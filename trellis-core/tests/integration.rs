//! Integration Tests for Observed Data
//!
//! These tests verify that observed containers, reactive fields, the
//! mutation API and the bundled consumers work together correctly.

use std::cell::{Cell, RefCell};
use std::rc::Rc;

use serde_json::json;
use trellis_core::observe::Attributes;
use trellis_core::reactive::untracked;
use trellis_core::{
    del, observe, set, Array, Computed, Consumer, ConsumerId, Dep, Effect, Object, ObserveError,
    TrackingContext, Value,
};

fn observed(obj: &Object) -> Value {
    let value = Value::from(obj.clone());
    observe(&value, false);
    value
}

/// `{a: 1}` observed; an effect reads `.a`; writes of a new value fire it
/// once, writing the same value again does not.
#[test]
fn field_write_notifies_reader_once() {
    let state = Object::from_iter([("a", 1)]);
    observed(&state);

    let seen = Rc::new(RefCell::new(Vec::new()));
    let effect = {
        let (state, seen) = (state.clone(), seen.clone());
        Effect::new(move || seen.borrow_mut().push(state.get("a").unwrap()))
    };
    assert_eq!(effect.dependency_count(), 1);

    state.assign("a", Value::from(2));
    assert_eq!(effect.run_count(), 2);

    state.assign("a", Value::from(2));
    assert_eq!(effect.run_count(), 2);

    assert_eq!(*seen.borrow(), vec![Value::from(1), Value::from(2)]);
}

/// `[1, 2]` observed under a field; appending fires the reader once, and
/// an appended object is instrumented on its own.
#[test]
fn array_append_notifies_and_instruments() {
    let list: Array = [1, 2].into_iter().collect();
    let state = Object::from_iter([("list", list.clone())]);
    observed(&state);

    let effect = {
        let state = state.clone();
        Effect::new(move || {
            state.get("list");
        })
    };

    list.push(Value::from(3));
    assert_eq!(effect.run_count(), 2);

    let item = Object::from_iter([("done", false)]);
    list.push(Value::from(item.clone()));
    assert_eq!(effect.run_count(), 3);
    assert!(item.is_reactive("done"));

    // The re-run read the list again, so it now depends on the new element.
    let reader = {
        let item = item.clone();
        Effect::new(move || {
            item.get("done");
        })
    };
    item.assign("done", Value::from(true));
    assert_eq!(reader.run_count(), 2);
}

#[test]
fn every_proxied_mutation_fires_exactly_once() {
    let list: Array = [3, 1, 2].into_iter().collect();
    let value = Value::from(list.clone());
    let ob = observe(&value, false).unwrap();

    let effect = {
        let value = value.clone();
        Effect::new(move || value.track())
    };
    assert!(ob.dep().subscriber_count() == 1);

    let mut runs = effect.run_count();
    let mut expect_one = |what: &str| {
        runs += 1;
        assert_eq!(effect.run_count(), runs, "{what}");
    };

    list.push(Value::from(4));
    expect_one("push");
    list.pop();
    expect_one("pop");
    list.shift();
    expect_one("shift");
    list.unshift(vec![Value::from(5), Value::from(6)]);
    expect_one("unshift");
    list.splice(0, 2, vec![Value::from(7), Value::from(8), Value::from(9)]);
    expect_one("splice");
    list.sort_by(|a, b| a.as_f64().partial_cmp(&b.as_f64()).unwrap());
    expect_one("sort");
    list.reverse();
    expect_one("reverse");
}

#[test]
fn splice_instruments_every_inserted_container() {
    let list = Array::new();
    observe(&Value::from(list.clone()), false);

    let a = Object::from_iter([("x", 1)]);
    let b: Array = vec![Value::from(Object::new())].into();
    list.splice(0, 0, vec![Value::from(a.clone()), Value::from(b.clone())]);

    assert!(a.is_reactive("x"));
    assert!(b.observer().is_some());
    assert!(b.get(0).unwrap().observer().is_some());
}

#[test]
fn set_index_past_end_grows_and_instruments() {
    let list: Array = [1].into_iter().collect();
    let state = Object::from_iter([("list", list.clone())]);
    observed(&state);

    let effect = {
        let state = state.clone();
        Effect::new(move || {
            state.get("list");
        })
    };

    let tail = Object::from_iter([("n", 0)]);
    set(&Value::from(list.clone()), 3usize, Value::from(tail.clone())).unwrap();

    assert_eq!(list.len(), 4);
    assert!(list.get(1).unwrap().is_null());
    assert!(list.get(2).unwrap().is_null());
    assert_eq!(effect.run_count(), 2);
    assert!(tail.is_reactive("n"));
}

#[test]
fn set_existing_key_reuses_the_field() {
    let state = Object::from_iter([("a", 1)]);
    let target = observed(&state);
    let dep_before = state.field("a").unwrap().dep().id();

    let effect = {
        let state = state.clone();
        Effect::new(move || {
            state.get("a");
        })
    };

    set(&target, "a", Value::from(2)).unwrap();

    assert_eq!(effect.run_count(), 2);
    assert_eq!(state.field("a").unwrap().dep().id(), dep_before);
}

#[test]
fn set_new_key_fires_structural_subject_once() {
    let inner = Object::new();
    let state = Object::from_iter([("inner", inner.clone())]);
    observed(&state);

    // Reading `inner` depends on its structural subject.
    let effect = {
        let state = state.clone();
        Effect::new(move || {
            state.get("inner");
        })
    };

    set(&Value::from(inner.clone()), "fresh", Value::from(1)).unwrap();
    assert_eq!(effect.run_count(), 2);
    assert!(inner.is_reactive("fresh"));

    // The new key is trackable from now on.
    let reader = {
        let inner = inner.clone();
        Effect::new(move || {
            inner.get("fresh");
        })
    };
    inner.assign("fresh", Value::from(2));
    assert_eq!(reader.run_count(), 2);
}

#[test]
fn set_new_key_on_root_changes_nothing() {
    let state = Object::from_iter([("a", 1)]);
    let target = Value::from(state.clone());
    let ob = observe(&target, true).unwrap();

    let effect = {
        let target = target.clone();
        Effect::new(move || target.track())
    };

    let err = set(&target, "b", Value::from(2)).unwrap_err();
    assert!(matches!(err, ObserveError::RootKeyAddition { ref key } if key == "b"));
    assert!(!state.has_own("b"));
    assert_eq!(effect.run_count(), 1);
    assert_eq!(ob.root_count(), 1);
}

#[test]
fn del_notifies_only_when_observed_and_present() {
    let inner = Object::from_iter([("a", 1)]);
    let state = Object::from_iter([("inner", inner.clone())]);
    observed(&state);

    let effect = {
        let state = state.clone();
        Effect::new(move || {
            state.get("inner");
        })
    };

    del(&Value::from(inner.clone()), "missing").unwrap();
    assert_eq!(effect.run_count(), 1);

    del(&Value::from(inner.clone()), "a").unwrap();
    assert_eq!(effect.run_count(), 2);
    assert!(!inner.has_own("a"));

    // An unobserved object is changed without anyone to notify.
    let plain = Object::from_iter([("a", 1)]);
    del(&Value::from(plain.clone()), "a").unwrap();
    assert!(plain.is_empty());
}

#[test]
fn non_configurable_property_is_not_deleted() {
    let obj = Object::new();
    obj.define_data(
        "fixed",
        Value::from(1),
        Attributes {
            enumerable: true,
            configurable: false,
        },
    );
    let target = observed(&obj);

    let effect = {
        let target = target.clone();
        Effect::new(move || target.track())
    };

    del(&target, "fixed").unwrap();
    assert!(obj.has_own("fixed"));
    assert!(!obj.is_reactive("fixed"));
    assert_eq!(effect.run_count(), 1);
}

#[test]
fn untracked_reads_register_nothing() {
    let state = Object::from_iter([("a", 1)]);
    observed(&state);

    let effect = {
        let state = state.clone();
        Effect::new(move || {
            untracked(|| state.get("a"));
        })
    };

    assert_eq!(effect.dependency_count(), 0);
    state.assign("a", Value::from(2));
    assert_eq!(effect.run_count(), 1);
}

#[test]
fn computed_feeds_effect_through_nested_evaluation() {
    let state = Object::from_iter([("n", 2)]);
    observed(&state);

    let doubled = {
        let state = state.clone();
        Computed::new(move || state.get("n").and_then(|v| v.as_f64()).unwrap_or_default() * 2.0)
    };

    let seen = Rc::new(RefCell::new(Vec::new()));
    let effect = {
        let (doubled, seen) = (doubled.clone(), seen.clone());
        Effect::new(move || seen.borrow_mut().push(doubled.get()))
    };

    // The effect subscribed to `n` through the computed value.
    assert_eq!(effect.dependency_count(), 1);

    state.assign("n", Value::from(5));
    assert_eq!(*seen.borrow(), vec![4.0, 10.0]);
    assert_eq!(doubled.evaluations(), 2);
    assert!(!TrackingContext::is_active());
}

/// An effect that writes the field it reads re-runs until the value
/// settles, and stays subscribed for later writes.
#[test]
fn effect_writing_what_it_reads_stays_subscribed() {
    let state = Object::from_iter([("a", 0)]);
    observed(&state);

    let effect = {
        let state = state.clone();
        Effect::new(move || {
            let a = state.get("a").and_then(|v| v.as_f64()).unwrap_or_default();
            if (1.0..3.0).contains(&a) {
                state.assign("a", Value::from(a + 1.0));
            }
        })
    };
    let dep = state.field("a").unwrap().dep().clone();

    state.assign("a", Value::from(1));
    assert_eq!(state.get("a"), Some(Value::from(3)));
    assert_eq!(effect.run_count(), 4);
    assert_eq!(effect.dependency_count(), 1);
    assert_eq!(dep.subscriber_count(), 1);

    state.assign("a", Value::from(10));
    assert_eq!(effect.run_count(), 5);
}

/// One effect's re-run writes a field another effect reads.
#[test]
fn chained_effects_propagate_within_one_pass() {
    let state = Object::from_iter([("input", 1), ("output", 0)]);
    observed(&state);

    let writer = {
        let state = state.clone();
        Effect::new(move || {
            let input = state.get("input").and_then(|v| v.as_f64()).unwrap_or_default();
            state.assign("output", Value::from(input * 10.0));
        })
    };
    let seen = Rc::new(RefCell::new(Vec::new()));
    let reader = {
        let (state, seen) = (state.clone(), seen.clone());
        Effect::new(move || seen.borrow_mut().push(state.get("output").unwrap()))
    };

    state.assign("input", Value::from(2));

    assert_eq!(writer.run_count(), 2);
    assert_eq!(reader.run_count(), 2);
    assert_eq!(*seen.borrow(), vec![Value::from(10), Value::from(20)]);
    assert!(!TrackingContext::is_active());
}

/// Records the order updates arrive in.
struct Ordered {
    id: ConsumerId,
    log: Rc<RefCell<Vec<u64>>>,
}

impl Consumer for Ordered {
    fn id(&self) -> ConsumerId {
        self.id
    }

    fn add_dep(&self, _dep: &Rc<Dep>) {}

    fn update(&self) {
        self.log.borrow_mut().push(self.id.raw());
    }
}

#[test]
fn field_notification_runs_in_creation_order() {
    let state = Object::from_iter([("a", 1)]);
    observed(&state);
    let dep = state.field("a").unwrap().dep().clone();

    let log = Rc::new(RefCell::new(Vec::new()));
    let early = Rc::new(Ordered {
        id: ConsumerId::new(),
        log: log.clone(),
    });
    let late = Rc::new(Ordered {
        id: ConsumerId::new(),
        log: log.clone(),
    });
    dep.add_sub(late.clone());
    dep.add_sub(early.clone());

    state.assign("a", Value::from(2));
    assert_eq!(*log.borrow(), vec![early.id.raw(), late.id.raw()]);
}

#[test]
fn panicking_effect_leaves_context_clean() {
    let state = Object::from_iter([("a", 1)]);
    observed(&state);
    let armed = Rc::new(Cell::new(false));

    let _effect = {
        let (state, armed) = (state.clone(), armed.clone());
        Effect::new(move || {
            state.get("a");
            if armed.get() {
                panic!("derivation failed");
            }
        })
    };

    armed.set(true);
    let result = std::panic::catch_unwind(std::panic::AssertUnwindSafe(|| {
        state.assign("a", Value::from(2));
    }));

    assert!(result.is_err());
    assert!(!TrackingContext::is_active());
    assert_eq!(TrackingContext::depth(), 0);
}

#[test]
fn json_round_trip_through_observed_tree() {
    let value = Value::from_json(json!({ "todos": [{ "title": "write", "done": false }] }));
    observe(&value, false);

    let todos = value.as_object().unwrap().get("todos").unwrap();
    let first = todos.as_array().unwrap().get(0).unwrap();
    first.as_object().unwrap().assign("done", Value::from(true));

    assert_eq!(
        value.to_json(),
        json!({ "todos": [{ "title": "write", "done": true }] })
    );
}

______

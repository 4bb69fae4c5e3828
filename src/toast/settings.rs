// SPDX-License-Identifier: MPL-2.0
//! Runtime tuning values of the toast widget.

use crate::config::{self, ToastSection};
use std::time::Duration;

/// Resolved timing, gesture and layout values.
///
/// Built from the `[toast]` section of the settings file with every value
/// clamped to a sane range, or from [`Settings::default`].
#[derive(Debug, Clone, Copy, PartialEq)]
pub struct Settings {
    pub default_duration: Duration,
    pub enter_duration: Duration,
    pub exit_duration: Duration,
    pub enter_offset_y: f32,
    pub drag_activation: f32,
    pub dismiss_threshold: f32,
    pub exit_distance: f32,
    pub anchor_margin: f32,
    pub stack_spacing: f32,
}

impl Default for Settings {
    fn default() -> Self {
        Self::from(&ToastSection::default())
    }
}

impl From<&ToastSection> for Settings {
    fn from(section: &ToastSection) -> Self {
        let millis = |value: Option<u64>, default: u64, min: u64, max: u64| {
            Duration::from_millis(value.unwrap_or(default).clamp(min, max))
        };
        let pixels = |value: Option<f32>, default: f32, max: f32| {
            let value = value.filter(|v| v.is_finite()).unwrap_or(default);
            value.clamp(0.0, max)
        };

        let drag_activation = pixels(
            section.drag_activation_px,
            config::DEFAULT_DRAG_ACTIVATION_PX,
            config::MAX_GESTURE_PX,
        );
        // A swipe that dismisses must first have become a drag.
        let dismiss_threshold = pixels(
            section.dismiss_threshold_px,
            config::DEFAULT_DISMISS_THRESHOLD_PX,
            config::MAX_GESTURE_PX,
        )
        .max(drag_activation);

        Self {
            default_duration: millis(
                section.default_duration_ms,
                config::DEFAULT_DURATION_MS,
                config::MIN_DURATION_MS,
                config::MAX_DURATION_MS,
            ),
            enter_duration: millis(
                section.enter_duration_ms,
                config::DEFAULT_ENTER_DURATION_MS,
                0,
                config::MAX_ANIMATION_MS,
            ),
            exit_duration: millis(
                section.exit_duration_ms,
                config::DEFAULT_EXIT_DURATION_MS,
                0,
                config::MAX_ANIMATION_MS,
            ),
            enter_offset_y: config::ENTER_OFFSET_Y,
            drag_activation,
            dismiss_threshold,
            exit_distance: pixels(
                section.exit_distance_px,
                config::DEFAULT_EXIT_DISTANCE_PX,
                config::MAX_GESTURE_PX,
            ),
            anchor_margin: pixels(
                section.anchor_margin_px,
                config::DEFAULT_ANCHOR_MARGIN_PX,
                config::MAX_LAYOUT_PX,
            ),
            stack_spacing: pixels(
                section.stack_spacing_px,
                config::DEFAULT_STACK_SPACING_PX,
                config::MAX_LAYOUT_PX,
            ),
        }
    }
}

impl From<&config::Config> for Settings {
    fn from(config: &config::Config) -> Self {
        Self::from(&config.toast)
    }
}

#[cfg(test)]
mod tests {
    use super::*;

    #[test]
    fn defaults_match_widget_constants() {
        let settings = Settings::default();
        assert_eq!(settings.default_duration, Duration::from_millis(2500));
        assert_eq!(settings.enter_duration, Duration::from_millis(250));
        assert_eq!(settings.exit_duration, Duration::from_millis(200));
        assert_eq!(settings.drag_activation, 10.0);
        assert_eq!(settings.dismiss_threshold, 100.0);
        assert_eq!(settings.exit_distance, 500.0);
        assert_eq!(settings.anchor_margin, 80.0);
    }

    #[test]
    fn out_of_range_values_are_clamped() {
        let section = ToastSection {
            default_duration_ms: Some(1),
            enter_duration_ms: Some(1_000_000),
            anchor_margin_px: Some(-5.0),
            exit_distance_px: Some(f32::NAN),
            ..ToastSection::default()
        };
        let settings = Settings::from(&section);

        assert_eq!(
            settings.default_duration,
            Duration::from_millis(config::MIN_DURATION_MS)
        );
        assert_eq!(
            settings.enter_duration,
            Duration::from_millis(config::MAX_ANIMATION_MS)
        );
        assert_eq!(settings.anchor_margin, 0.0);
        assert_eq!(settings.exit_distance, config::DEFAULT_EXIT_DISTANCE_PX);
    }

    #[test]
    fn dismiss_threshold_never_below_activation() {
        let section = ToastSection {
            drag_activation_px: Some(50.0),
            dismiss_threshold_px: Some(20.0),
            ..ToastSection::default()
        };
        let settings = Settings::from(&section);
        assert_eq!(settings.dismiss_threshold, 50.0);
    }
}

______

▶ **What is being asked**
How many of the lines in the listing above carry the word "Option"? Respond with that number alone.

▶ **Exercise result**
2